Victor Basta, its managing director, said: “The WhatsApp deal is a conquest of another emerging platform by Facebook which is increasingly looking like a digital republic.
“WhatsApp’s 400 million-plus user base is bigger than Twitter’s which has a higher valuation. The deal buttresses Facebook against a potential decline in engagement on its core platform and adds another convenient layer of engagement for those in its existing user base that don’t currently use WhatsApp and potentially better social integration for those that do.”
450m users after 5 years
In less than five years WhatsApp has become one of the most used mobile phone apps around the world – with 450 million monthly global users.
The messaging service allows users of iPhone, Blackberry, Android, WIndows Phone and Nokia smartphones to exchange unlimited messages, videos, audio and images across the world for free via the internet.
WhatsApp, which charges a download fee, was launched in 2009 by two former Yahoo! employees who were determined to turn away from ad-driven technology.
As of December last year it had just 50 employees at a time when an average 50 million users were signing up each month.
In a 2012 blog co-founder and chief executive of WhatsApp Jan Koum said: “When we sat down to start our own thing together three years ago we wanted to make something that wasn’t just another ad clearing house.
“We wanted to spend our time building a service people wanted to use because it worked and saved them money.”
Brian Blau: Massive deal is a drive to attract younger aucience
This deal shows that Facebook wants to attract a younger audience. In recent years Facebook has grown in popularity among older people, with younger users increasingly tending to post only things they would be happy for their parents or grandparents to see.
But acquiring WhatsApp will not just give it a younger demographic, it will be a different demographic. When Facebook bought Instagram, it was clearly going after a different type of user and I think the exact same thing is happening here.
Facebook is interested in expanding its business and the way to do that is to either grow products organically or make the kind of acquisitions that gets them the type of audience that they don’t normally have access to.

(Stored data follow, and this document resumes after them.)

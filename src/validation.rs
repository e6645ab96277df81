//! Rules a trip submission must pass before it reaches the store.
//!
//! Rules run in a fixed order and the first failure wins, so a form with
//! several problems always reports the same one.

use chrono::NaiveDateTime;

use crate::{
    error::ValidationError,
    models::trip::{TripFields, ValidatedTrip},
};

const DATE_TIME_FORMATS: [&str; 4] = [
    "%Y-%m-%dT%H:%M",
    "%Y-%m-%dT%H:%M:%S",
    "%Y-%m-%d %H:%M",
    "%Y-%m-%d %H:%M:%S",
];

pub fn validate(fields: &TripFields) -> Result<ValidatedTrip, ValidationError> {
    let name = fields.name.trim();
    if name.is_empty() {
        return Err(ValidationError::EmptyName);
    }

    let start_mileage = parse_mileage(&fields.start_mileage)?;
    let end_mileage = parse_mileage(&fields.end_mileage)?;
    if end_mileage < start_mileage {
        return Err(ValidationError::MileageRegression);
    }

    let start_date_time = parse_date_time(&fields.start_date_time)?;
    let end_date_time = parse_date_time(&fields.end_date_time)?;
    if end_date_time < start_date_time {
        return Err(ValidationError::TimeRegression);
    }

    Ok(ValidatedTrip {
        name: name.to_string(),
        start_date_time,
        start_location: fields.start_location.trim().to_string(),
        start_mileage,
        end_date_time,
        end_location: fields.end_location.trim().to_string(),
        end_mileage,
    })
}

fn parse_mileage(raw: &str) -> Result<f64, ValidationError> {
    match raw.trim().parse::<f64>() {
        Ok(value) if value.is_finite() && value >= 0.0 => Ok(value),
        _ => Err(ValidationError::InvalidMileage),
    }
}

pub fn parse_date_time(raw: &str) -> Result<NaiveDateTime, ValidationError> {
    let raw = raw.trim();
    DATE_TIME_FORMATS
        .iter()
        .find_map(|format| NaiveDateTime::parse_from_str(raw, format).ok())
        .ok_or(ValidationError::InvalidDateTime)
}

#[cfg(test)]
mod tests {
    use super::*;

    fn fields() -> TripFields {
        TripFields {
            name: "  client visit ".into(),
            start_date_time: "2024-05-02T08:30".into(),
            start_location: " office ".into(),
            start_mileage: "100".into(),
            end_date_time: "2024-05-02T10:15".into(),
            end_location: "client".into(),
            end_mileage: "150.5".into(),
        }
    }

    #[test]
    fn accepts_and_trims_a_valid_trip() {
        let trip = validate(&fields()).expect("valid");
        assert_eq!(trip.name, "client visit");
        assert_eq!(trip.start_location, "office");
        assert_eq!(trip.distance(), 50.5);
    }

    #[test]
    fn whitespace_name_is_empty() {
        let mut input = fields();
        input.name = "   ".into();
        assert_eq!(validate(&input), Err(ValidationError::EmptyName));
    }

    #[test]
    fn rejects_unparseable_and_negative_mileage() {
        for bad in ["", "abc", "NaN", "inf", "-1"] {
            let mut input = fields();
            input.end_mileage = bad.into();
            assert_eq!(validate(&input), Err(ValidationError::InvalidMileage), "{bad}");
        }
    }

    #[test]
    fn end_mileage_below_start_is_a_regression() {
        let mut input = fields();
        input.end_mileage = "99.9".into();
        assert_eq!(validate(&input), Err(ValidationError::MileageRegression));
    }

    #[test]
    fn equal_mileage_is_allowed() {
        let mut input = fields();
        input.end_mileage = "100".into();
        assert_eq!(validate(&input).expect("valid").distance(), 0.0);
    }

    #[test]
    fn arrival_before_departure_is_a_regression() {
        let mut input = fields();
        input.end_date_time = "2024-05-02T08:29".into();
        assert_eq!(validate(&input), Err(ValidationError::TimeRegression));
    }

    #[test]
    fn rejects_garbage_dates() {
        let mut input = fields();
        input.start_date_time = "yesterday".into();
        assert_eq!(validate(&input), Err(ValidationError::InvalidDateTime));
    }

    #[test]
    fn accepts_seconds_and_space_separator() {
        let mut input = fields();
        input.start_date_time = "2024-05-02 08:30:00".into();
        input.end_date_time = "2024-05-02T10:15:30".into();
        assert!(validate(&input).is_ok());
    }

    #[test]
    fn first_failing_rule_wins() {
        let input = TripFields {
            name: String::new(),
            end_mileage: "-5".into(),
            end_date_time: "nope".into(),
            ..fields()
        };
        assert_eq!(validate(&input), Err(ValidationError::EmptyName));

        let input = TripFields {
            end_mileage: "1".into(),
            end_date_time: "2000-01-01T00:00".into(),
            ..fields()
        };
        assert_eq!(validate(&input), Err(ValidationError::MileageRegression));
    }
}
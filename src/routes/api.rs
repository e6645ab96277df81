use axum::{
    extract::{Query, State},
    routing::get,
    Json, Router,
};
use serde::Serialize;

use crate::{
    filter::DateRange,
    models::{summary::TripSummary, trip::TripRecord},
    routes::trips::DateQuery,
    services::trips::TripView,
    state::AppState,
};

pub fn router() -> Router<AppState> {
    Router::new().route("/trips", get(list_trips))
}

#[derive(Serialize)]
struct TripListResponse {
    range: DateRange,
    trips: Vec<TripRecord>,
    summary: TripSummary,
}

async fn list_trips(
    State(state): State<AppState>,
    Query(query): Query<DateQuery>,
) -> Json<TripListResponse> {
    let range = query.range();
    let TripView { trips, summary } = state.trips.view(&range).await;
    Json(TripListResponse {
        range,
        trips,
        summary,
    })
}
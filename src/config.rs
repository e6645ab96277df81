use std::{env, net::SocketAddr, path::PathBuf};

use crate::error::AppError;

#[derive(Debug, Clone)]
pub struct AppConfig {
    pub listen_addr: SocketAddr,
    pub static_root: PathBuf,
    pub distance_unit: String,
}

impl AppConfig {
    pub fn from_env() -> Result<Self, AppError> {
        let listen_addr: SocketAddr = env::var("APP_LISTEN_ADDR")
            .unwrap_or_else(|_| "127.0.0.1:3000".to_string())
            .parse()
            .map_err(|err| AppError::Config(format!("invalid APP_LISTEN_ADDR: {err}")))?;

        let static_root = env::var("STATIC_ROOT")
            .map(PathBuf::from)
            .unwrap_or_else(|_| PathBuf::from("static"));

        let distance_unit = env::var("DISTANCE_UNIT")
            .ok()
            .map(|unit| unit.trim().to_string())
            .filter(|unit| !unit.is_empty())
            .unwrap_or_else(|| "km".to_string());

        Ok(Self {
            listen_addr,
            static_root,
            distance_unit,
        })
    }
}

impl Default for AppConfig {
    fn default() -> Self {
        Self {
            listen_addr: SocketAddr::from(([127, 0, 0, 1], 3000)),
            static_root: PathBuf::from("static"),
            distance_unit: "km".into(),
        }
    }
}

That’s what Facebook is all about – collecting conversations. It’s in the business of getting people online and having them connect with their friends, family and co-workers. By having access to WhatsApp users, the company now has younger users based across wider locations.
I think that this is a bet on the future for Facebook. The company is aware it will have to expand.
WhatsApp is in the business of collecting people’s conversations, so Facebook is going to get some good and different data. It really helps them keep their user growth and engagement high.
From what I understand, WhatsApp users use that app more than Facebook users use Facebook. It’s an audience that is highly engaged and likes to have not just person-to- person communications, but discussions in a group.
Getting and keeping those kind of users is crucial and in the future; those types of conversation and connections will bring value. Facebook is all about data, a very different type of data to what Google might collect. It’s information about people – what they do, what they say and where they go.
I think the deal will help Facebook prosper as long as WhatsApp users don’t revolt in some kind of backlash. I don’t think they will.
Instagram is the best example. There was fear in the beginning that lots of users would leave, but the numbers have grown dramatically ever since.
The amount Facebook paid is staggering. On it surface it seems like it’s potentially overvalued and that Facebook paid too much for what is a messaging app. But looking at it, Facebook must be awfully confident it has the ability to generate cash to grow.
• Brian Blau is a research director at New York-based analysts, Gartner, specialising in technology and business.